This coming Saturday, September 23, the annual Great Cow Harbor 10K race will kick off one of the towns most cherished weekends.  

The race began back in 1977 when a Northport Resident and avid road runner, John Rakucewicz, thought it would be a fun event for his neighbors during Great Cow Harbor Weekend. According to the Northport Historical Society, the first race hosted 1,002 runners, marking the first of many sought out by professional road runners. The race quickly became the largest race on Long Island, and one of the most prestigious in the country for its challenging terrain and beautiful scenery.  

Courtesy of the Northport Historical Society

This will be the 43rd race in forty-six years, having been cancelled only three times in history, in 1986, 2001, and 2020. The race brings the community together by lining the sidewalks of the route with neighbors, friends and families.  
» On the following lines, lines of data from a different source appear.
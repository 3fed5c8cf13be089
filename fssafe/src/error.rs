//! Errors raised by loaders, savers and writer commits
//!
//! Read and write failures on an open handle are plain [`std::io::Error`]s
//! and never pass through this type.

use std::fmt;
use std::io;
use std::path::PathBuf;

/// Step of the commit sequence run by a writer's `close`
#[derive(Debug, Clone, Copy, PartialEq, Eq, Hash)]
pub enum CommitStep {
    /// Flushing and syncing the staged content to storage
    Sync,
    /// Releasing the staging descriptor
    Close,
    /// Moving the current artifact into the backup slot
    Backup,
    /// Moving the staged content into place as the current artifact
    Publish,
}

impl CommitStep {
    /// Whether the committed artifact may have already left its path.
    ///
    /// True only for [`CommitStep::Publish`]: the backup rename has run, so
    /// the previous content lives in the backup slot until an operator moves
    /// it back.
    #[must_use]
    pub fn artifact_displaced(self) -> bool {
        matches!(self, Self::Publish)
    }
}

impl fmt::Display for CommitStep {
    fn fmt(&self, f: &mut fmt::Formatter<'_>) -> fmt::Result {
        let name = match self {
            Self::Sync => "sync",
            Self::Close => "close",
            Self::Backup => "backup rename",
            Self::Publish => "publish rename",
        };
        f.write_str(name)
    }
}

/// Errors that can occur in load/save operations
#[derive(Debug)]
pub enum Error {
    /// No artifact has been committed yet
    NotFound { path: PathBuf },
    /// The artifact exists (or may exist) but could not be opened
    LoadFailed { path: PathBuf, source: io::Error },
    /// The staging generation could not be created
    SaveUnavailable { path: PathBuf, source: io::Error },
    /// Closing a writer failed before the new generation became current
    CommitFailed { step: CommitStep, source: io::Error },
}

impl Error {
    /// True if no artifact exists yet, as opposed to any other failure.
    #[must_use]
    pub fn is_not_found(&self) -> bool {
        matches!(self, Self::NotFound { .. })
    }

    /// The commit step that failed, for [`Error::CommitFailed`].
    #[must_use]
    pub fn commit_step(&self) -> Option<CommitStep> {
        match self {
            Self::CommitFailed { step, .. } => Some(*step),
            _ => None,
        }
    }

    fn io_kind(&self) -> io::ErrorKind {
        match self {
            Self::NotFound { .. } => io::ErrorKind::NotFound,
            Self::LoadFailed { source, .. }
            | Self::SaveUnavailable { source, .. }
            | Self::CommitFailed { source, .. } => source.kind(),
        }
    }
}

impl fmt::Display for Error {
    fn fmt(&self, f: &mut fmt::Formatter<'_>) -> fmt::Result {
        match self {
            Self::NotFound { path } => write!(f, "Artifact not found: {}", path.display()),
            Self::LoadFailed { path, source } => {
                write!(f, "Failed to open artifact {}: {source}", path.display())
            }
            Self::SaveUnavailable { path, source } => {
                write!(f, "Cannot create staging file {}: {source}", path.display())
            }
            Self::CommitFailed { step, source } => write!(f, "Commit failed at {step}: {source}"),
        }
    }
}

impl std::error::Error for Error {
    fn source(&self) -> Option<&(dyn std::error::Error + 'static)> {
        match self {
            Self::NotFound { .. } => None,
            Self::LoadFailed { source, .. }
            | Self::SaveUnavailable { source, .. }
            | Self::CommitFailed { source, .. } => Some(source),
        }
    }
}

/// Keeps the original error reachable through `get_ref`/`into_inner`.
impl From<Error> for io::Error {
    fn from(err: Error) -> Self {
        io::Error::new(err.io_kind(), err)
    }
}

pub type Result<T> = std::result::Result<T, Error>;
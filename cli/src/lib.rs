//! Command implementations behind the `fssafe` binary
//!
//! Each command takes the capability it needs, so it runs the same against
//! the filesystem backend and the in-memory one.

use fssafe::{Close, GenerationPaths, Loader, Saver};
use std::fmt;
use std::fs;
use std::io::{self, Read, Write};
use std::path::PathBuf;
use tracing::info;

/// Copy the artifact to `out`.
///
/// Returns `Ok(false)` if there is no artifact yet.
///
/// # Errors
/// Load failures other than not-found, and read/write errors.
pub fn cat<L: Loader + ?Sized>(store: &L, out: &mut impl Write) -> io::Result<bool> {
    let mut reader = match store.loader() {
        Ok(reader) => reader,
        Err(e) if e.is_not_found() => return Ok(false),
        Err(e) => return Err(e.into()),
    };
    io::copy(&mut reader, out)?;
    reader.close()?;
    out.flush()?;
    Ok(true)
}

/// Commit everything readable from `input` as the new artifact.
///
/// Returns the number of bytes committed. If reading `input` fails, the
/// save is abandoned and the artifact is unchanged.
///
/// # Errors
/// Save, read and commit failures.
pub fn put<S: Saver + ?Sized>(store: &S, input: &mut impl Read) -> io::Result<u64> {
    let mut writer = store.saver()?;
    let n = io::copy(input, &mut writer)?;
    writer.close()?;
    info!(bytes = n, "artifact saved");
    Ok(n)
}

/// One on-disk generation of an artifact
#[derive(Debug, Clone, PartialEq, Eq)]
pub struct Generation {
    pub label: &'static str,
    pub path: PathBuf,
    /// File size, `None` if the file does not exist
    pub size: Option<u64>,
}

impl fmt::Display for Generation {
    fn fmt(&self, f: &mut fmt::Formatter<'_>) -> fmt::Result {
        match self.size {
            Some(size) => write!(f, "{:<8}{} ({size} bytes)", self.label, self.path.display()),
            None => write!(f, "{:<8}{} (absent)", self.label, self.path.display()),
        }
    }
}

/// Report which of the current, staging and backup files exist.
///
/// # Errors
/// Any metadata failure other than the file being absent.
pub fn status(paths: &GenerationPaths) -> io::Result<Vec<Generation>> {
    [
        ("current", paths.current()),
        ("staging", paths.staging()),
        ("backup", paths.backup()),
    ]
    .into_iter()
    .map(|(label, path)| {
        let size = match fs::metadata(path) {
            Ok(meta) => Some(meta.len()),
            Err(e) if e.kind() == io::ErrorKind::NotFound => None,
            Err(e) => return Err(e),
        };
        Ok(Generation {
            label,
            path: path.to_path_buf(),
            size,
        })
    })
    .collect()
}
“Everyone from local amateurs to international Olympians have won it; 1980s British Olympian Steve Binns won the race twice in 1981 and 1984,” says the Northport Historical Society. “There have been participants and winners from many countries including Zimbabwe, Mexico, Morocco, Kenya, and Canada (although in current in-person events only U.S. citizens can participate). Many of these visitors are hosted by Northport residents who welcome them into their homes for race weekend.” 

The route on Saturday will be 6.2 miles of road beginning on Laurel Avenue, south of Main Street near William J. Brosnan School. Runners will continue west on Scudder Avenue, then turn north onto Woodbine Avenue at Cow Harbor Park and continuing to Bayview Avenue at Northport Park. Runners will continue around the town, hitting the halfway point on the corner of Ocean Avenue and Eatons Neck Road. The route continues between Henry Ingraham Nature Preserve and Fuchs Pond Preserve down Waterside Road. The final stretch brings runners down Main Street with hundreds of people cheering and supporting till the finish line at Northport Harbor.  

Brandon McNally, a Police Officer from Commack will be running this Saturday for the second time in his career. After a bet made with his coworkers, McNally was able to beat them in last year’s race. This year, the competition is with himself as he tries to beat his race time from last year.   

“I started training about a month ago,” says McNally. In order to prepare for the big race, McNally runs at least three miles, three to four days a week and does some light weightlifting to build up his endurance. “The most difficult part of this race for me is trying to beat my time from last year. I trained harder last year than I did this year.”  

McNally’s wife and kids will be supporting him throughout the race and will be participating in the Great Cow Harbor 2k Fun Run/Walk for charity. Both races support local charities like the Veterans Administration, Ecumenical Lay Council Food Pantry, and Northwell Health Foundation. They are also proud supporters of the Special Olympics.  

Todd Eisner, a painter from Commack will be running the Cow Harbor 10k for the eleventh time this Saturday. As a lifelong runner, Eisner participates in many local races including the Summer Series State Race, a 10k at Sunken Meadow State Park. However, to Eisner, “Cow Harbor was a lifelong dream to run. The energy from the spectators makes this a one-of-a-kind race that I look forward to every year.”  

Eisner stays in running shape throughout the year. He actively runs each week, and annually participates in winter and summer state park races.  

“I don’t do anything different to prepare,” says Eisner. “This is more recreational, and I am trying to beat my own time.” He keeps track of his time each year, and it is important to him that he stays in the same range each year. “I try not to get slower with age. I have a detailed log of my past times that I try to beat or match every year.” 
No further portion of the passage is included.